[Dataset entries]
------------------------------------------------------------------------

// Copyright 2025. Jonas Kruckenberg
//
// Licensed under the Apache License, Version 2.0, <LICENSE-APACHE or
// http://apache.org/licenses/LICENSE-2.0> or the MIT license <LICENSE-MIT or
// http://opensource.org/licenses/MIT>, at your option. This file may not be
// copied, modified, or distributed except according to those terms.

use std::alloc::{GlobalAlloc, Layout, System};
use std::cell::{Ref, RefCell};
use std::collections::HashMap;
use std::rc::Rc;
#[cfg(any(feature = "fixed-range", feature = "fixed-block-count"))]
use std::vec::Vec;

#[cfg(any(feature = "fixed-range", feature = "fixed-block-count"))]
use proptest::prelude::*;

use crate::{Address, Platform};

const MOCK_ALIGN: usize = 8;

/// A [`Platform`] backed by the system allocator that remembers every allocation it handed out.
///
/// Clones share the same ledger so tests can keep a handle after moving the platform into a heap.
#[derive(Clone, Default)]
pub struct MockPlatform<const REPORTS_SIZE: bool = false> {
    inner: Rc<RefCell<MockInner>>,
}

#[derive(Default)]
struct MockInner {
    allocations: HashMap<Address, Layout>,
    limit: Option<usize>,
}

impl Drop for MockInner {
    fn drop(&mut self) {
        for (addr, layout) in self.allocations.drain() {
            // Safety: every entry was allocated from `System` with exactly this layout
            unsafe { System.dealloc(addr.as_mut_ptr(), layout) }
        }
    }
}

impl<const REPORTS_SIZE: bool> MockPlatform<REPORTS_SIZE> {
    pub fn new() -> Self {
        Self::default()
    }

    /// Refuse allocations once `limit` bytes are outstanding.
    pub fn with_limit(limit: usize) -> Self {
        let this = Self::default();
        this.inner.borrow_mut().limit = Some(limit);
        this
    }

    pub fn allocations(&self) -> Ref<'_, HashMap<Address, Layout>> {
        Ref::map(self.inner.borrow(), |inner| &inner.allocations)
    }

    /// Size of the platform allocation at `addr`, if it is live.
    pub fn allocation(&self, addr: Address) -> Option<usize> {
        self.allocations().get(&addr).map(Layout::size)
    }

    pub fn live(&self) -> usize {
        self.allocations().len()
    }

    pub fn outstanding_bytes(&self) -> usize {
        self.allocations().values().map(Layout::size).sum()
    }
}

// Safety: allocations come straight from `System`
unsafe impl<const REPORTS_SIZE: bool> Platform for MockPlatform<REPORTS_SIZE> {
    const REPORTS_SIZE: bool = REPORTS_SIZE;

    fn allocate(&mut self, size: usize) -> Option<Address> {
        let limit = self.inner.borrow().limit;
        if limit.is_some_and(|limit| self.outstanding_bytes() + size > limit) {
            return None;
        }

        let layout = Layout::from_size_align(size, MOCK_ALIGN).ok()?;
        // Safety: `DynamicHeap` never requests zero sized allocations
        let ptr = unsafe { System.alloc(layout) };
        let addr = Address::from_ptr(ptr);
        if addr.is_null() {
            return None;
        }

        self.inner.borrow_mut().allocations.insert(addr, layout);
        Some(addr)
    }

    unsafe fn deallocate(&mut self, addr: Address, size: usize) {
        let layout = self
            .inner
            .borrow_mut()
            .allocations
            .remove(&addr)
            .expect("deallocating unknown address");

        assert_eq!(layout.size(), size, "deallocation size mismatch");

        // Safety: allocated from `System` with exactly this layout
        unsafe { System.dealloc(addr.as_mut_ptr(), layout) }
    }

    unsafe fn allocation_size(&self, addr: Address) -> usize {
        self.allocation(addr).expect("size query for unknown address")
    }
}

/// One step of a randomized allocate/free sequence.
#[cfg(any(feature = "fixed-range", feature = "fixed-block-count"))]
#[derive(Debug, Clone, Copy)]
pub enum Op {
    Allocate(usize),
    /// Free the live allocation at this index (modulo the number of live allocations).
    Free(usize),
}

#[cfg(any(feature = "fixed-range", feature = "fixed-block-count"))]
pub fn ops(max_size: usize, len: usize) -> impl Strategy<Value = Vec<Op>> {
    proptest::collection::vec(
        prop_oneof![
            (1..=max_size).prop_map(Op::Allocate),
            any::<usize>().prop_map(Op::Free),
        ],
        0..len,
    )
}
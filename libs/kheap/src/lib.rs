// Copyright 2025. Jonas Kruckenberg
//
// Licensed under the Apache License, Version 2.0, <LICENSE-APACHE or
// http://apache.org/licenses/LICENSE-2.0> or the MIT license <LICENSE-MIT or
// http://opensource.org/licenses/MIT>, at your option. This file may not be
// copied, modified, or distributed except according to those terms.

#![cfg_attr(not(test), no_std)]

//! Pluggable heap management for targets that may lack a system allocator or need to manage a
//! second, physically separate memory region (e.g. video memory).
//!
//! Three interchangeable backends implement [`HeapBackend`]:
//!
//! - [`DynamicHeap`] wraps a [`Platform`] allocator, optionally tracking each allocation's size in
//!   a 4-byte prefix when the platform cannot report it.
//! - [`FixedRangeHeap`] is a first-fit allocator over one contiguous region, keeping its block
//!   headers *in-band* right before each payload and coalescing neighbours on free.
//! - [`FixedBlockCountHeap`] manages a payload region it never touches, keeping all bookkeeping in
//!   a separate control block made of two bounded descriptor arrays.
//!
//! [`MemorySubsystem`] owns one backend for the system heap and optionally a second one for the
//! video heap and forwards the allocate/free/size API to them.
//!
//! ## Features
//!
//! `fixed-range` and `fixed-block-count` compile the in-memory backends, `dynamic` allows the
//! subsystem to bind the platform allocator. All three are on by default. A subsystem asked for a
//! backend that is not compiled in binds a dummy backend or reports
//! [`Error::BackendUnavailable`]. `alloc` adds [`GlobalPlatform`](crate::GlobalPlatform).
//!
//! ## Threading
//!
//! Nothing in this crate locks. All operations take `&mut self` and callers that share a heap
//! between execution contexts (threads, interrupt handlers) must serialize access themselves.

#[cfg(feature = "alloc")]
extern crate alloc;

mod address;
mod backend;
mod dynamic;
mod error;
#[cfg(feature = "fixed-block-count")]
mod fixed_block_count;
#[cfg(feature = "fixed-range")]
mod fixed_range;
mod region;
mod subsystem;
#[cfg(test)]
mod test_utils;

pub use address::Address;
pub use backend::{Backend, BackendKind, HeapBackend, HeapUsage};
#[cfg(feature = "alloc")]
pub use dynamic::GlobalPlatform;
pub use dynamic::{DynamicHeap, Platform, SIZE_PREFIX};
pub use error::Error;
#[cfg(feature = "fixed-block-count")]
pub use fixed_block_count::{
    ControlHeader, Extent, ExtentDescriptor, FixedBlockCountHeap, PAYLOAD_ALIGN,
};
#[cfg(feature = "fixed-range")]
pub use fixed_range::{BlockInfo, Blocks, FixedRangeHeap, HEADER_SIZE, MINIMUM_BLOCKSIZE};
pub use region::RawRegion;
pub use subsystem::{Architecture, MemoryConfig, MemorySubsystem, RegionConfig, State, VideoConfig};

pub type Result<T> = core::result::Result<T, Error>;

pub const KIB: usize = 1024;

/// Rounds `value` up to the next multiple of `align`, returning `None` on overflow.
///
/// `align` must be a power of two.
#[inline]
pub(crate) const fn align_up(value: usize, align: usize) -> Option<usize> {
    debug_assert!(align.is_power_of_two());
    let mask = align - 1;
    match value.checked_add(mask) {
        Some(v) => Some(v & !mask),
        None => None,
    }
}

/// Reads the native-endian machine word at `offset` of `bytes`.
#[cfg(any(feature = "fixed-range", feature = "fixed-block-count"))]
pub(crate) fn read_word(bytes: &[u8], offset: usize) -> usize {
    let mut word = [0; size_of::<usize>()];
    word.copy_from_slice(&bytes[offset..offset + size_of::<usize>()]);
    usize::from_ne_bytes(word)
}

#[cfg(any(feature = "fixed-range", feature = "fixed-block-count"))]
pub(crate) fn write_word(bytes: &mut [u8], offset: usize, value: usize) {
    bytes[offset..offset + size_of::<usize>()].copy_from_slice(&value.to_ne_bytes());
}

------------------------------------------------------------------------

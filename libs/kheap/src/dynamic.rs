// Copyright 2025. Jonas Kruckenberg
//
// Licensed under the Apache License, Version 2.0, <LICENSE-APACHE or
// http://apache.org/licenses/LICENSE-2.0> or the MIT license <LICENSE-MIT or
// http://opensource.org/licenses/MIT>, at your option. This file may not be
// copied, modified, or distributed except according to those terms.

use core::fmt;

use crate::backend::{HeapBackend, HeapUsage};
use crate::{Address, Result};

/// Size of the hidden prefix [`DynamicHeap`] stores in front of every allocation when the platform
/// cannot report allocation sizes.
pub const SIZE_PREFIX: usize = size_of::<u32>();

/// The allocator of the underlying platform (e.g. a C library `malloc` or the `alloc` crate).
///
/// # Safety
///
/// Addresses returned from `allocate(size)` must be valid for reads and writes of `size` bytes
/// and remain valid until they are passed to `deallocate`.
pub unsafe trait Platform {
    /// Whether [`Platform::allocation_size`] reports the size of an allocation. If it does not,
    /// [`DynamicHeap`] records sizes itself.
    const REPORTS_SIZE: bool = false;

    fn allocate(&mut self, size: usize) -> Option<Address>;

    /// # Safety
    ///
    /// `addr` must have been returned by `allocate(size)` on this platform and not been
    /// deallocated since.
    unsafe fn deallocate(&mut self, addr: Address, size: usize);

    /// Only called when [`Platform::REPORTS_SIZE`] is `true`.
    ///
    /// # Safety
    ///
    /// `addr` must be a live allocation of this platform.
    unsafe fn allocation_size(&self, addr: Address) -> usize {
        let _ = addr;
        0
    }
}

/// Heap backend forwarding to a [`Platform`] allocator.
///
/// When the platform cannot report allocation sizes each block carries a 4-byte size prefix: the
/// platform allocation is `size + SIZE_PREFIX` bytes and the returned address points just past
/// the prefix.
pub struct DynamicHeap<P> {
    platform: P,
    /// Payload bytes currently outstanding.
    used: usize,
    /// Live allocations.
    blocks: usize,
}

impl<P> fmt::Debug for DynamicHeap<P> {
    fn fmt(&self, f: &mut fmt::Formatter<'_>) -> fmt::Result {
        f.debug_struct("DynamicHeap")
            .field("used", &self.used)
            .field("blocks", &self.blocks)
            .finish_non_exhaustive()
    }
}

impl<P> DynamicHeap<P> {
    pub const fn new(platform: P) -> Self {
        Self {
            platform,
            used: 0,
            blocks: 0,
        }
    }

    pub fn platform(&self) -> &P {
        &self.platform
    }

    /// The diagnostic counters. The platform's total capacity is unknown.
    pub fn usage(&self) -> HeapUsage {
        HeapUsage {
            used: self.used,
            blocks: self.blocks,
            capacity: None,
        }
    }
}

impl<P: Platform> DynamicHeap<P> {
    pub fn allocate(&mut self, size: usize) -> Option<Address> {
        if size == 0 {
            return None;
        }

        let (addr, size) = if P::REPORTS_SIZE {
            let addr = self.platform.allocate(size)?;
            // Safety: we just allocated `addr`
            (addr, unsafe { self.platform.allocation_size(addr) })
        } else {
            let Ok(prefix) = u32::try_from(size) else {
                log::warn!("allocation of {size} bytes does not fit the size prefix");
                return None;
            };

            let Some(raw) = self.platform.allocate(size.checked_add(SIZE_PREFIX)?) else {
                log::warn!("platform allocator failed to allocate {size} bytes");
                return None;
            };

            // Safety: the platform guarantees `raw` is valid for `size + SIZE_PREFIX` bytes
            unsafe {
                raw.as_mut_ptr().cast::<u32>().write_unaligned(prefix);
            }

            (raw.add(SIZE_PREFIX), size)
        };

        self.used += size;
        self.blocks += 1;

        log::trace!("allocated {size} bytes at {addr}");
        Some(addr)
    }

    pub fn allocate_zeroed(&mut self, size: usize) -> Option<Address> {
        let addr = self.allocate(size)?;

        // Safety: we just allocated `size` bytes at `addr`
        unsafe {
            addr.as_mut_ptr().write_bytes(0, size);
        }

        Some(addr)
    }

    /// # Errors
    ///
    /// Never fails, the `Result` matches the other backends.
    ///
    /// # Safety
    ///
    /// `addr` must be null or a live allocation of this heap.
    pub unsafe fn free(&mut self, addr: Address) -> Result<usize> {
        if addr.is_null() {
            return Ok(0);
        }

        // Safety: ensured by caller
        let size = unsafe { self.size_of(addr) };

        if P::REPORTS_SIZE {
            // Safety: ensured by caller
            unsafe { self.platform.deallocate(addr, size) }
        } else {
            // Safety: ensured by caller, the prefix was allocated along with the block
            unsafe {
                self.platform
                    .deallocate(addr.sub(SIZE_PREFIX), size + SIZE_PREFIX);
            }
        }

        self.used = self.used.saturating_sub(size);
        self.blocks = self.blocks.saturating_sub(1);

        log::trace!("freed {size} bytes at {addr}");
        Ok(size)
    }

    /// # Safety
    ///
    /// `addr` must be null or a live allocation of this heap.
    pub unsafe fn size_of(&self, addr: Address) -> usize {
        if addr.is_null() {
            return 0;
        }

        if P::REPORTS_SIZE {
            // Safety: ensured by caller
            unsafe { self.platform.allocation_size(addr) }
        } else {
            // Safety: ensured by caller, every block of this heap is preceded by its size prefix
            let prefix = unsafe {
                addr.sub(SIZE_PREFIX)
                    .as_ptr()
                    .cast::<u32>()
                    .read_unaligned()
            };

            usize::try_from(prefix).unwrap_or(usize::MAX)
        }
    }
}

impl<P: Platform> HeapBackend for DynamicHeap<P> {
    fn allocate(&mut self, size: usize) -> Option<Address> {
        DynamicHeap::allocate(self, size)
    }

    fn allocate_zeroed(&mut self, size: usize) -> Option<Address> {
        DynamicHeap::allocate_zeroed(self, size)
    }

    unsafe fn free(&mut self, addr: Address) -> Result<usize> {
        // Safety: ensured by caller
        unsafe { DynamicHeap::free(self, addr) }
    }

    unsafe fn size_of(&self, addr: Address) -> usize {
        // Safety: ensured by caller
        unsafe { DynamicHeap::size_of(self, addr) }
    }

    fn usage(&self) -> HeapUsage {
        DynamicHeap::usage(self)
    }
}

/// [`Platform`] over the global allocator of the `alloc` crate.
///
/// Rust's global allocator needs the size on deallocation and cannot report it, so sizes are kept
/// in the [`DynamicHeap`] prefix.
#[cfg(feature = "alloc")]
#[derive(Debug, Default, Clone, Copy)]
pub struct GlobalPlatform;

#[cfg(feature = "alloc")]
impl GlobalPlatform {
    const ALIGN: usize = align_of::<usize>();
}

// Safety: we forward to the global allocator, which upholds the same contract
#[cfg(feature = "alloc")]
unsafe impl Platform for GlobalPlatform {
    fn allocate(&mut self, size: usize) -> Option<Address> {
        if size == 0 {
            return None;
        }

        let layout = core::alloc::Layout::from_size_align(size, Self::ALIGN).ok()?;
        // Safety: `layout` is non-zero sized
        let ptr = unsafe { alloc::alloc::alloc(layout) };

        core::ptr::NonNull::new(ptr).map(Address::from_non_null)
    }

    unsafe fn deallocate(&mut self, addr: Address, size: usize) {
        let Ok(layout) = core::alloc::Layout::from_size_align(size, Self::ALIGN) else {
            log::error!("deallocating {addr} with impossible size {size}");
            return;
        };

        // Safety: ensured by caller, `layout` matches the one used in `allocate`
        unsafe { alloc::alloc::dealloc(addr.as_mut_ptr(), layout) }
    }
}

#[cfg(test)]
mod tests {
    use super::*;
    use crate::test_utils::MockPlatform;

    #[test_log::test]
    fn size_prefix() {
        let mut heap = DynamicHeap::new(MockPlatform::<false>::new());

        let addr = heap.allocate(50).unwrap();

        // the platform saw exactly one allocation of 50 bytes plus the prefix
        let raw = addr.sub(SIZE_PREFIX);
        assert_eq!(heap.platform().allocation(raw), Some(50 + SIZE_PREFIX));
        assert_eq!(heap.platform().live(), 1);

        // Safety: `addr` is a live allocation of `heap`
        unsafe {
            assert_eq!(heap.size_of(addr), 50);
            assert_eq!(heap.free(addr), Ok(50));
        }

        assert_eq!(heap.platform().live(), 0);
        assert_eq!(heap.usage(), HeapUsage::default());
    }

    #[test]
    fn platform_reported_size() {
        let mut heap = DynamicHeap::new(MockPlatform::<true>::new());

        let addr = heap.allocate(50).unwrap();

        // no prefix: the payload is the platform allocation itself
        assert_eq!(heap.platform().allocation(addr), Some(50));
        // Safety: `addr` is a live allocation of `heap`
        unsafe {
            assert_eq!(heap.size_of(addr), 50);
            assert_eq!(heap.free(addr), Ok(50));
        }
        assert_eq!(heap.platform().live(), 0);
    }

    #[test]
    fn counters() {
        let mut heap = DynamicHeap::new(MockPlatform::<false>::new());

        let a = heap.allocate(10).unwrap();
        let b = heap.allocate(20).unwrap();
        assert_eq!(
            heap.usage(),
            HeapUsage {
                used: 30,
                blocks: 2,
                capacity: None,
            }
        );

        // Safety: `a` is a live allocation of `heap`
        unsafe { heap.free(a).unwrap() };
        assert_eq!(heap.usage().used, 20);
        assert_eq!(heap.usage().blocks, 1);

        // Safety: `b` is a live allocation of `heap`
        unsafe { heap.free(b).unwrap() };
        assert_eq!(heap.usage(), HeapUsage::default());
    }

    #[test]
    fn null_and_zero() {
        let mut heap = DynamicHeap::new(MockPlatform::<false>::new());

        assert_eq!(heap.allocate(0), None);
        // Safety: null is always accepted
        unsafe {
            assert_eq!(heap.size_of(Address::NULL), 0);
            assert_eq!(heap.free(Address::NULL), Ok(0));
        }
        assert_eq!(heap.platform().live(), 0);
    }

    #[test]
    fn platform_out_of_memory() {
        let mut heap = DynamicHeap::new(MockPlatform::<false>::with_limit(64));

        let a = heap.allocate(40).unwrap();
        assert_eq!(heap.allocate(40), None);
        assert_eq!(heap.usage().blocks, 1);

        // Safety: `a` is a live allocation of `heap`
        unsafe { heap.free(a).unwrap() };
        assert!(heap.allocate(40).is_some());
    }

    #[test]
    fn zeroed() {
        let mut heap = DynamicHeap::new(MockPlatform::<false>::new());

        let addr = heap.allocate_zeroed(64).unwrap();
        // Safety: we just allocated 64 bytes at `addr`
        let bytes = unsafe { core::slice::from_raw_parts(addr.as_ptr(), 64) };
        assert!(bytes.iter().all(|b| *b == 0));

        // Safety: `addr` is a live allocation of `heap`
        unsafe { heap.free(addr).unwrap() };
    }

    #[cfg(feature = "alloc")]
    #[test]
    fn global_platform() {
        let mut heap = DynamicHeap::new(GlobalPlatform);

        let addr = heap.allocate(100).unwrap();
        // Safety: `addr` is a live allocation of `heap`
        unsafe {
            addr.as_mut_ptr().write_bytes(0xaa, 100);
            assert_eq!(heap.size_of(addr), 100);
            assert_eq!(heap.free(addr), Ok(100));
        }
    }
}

------------------------------------------------------------------------

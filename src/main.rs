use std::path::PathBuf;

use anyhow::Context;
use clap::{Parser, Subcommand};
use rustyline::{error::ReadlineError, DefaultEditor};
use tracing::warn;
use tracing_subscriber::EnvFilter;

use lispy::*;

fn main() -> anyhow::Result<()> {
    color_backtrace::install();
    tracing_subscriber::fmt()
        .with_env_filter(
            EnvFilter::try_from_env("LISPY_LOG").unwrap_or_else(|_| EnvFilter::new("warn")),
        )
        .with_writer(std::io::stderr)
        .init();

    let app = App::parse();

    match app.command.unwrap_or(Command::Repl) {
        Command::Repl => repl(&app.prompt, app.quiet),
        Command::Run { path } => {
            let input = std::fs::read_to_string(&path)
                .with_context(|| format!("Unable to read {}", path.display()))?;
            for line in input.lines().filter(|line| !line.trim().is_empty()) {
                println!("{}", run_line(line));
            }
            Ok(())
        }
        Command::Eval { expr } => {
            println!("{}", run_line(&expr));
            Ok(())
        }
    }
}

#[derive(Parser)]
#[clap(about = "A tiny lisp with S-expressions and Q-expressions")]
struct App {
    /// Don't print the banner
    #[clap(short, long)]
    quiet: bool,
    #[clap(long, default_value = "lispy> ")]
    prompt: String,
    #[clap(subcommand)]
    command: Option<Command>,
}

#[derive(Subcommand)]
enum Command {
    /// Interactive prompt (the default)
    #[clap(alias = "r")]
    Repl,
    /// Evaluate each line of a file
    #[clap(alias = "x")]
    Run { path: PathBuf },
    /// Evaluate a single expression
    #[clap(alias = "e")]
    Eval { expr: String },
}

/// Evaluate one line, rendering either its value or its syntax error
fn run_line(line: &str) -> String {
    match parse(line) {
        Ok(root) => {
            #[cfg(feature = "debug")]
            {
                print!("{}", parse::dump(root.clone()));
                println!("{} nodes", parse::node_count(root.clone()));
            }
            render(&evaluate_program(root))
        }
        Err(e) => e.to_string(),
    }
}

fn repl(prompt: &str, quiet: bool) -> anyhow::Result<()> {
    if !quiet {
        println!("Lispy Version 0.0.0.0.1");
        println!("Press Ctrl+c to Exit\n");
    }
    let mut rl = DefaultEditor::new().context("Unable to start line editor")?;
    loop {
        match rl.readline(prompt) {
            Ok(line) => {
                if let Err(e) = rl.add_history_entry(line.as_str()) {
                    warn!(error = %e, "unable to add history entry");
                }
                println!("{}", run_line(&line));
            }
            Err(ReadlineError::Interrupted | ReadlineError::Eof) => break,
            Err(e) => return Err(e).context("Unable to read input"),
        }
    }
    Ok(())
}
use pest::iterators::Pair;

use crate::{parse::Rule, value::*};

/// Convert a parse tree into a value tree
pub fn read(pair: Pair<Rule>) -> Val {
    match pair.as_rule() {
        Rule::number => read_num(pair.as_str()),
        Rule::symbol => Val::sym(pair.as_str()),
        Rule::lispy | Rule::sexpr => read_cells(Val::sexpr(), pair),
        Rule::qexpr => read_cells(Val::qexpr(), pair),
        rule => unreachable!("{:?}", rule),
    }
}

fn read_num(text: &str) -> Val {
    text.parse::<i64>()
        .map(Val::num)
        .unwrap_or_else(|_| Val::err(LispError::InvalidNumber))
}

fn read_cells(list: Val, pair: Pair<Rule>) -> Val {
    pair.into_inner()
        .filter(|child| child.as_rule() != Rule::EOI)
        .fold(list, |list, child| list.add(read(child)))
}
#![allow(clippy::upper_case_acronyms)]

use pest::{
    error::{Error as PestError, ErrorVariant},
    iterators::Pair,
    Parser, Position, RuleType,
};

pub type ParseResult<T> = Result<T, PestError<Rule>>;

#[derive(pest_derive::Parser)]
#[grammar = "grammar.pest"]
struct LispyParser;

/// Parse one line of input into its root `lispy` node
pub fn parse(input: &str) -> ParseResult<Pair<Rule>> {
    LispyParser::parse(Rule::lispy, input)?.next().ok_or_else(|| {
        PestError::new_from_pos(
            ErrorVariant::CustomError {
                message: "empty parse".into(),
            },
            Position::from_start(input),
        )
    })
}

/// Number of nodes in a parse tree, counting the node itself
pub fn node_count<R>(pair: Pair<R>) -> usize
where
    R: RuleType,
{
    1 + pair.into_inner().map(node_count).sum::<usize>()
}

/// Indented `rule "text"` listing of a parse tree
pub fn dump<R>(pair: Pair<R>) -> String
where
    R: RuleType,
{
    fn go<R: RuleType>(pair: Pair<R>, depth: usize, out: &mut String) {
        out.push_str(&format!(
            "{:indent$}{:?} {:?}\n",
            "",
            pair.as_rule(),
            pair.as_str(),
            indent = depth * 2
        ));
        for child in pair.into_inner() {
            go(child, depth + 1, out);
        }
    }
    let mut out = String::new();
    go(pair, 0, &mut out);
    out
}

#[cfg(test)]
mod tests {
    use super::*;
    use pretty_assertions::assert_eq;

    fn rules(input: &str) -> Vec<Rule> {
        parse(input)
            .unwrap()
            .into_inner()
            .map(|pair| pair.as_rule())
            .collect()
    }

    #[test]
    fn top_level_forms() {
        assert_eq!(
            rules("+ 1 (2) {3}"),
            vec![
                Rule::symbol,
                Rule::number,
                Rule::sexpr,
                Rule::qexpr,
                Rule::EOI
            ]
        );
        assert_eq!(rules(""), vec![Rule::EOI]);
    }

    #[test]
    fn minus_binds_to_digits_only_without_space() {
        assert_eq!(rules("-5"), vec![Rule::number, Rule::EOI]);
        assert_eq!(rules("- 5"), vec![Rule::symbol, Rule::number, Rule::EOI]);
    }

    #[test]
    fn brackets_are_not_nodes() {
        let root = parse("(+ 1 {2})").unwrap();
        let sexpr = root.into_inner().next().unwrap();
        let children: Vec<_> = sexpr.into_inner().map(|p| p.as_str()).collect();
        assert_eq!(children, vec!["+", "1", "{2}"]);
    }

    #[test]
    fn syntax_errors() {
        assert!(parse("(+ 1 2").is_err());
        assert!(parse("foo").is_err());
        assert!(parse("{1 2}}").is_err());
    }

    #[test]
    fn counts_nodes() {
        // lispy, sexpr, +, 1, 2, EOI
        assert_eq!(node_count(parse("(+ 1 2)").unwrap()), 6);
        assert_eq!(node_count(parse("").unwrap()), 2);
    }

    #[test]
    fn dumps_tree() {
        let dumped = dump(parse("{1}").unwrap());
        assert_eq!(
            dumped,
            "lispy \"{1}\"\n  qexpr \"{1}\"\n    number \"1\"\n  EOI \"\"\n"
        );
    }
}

------------------------------------------------------------------------

**Activity**.
For the word "optionally", find all matching lines in the entries above and copy them out.

**Completed exercise**.
//! - [`DynamicHeap`] wraps a [`Platform`] allocator, optionally tracking each allocation's size in
//! [`MemorySubsystem`] owns one backend for the system heap and optionally a second one for the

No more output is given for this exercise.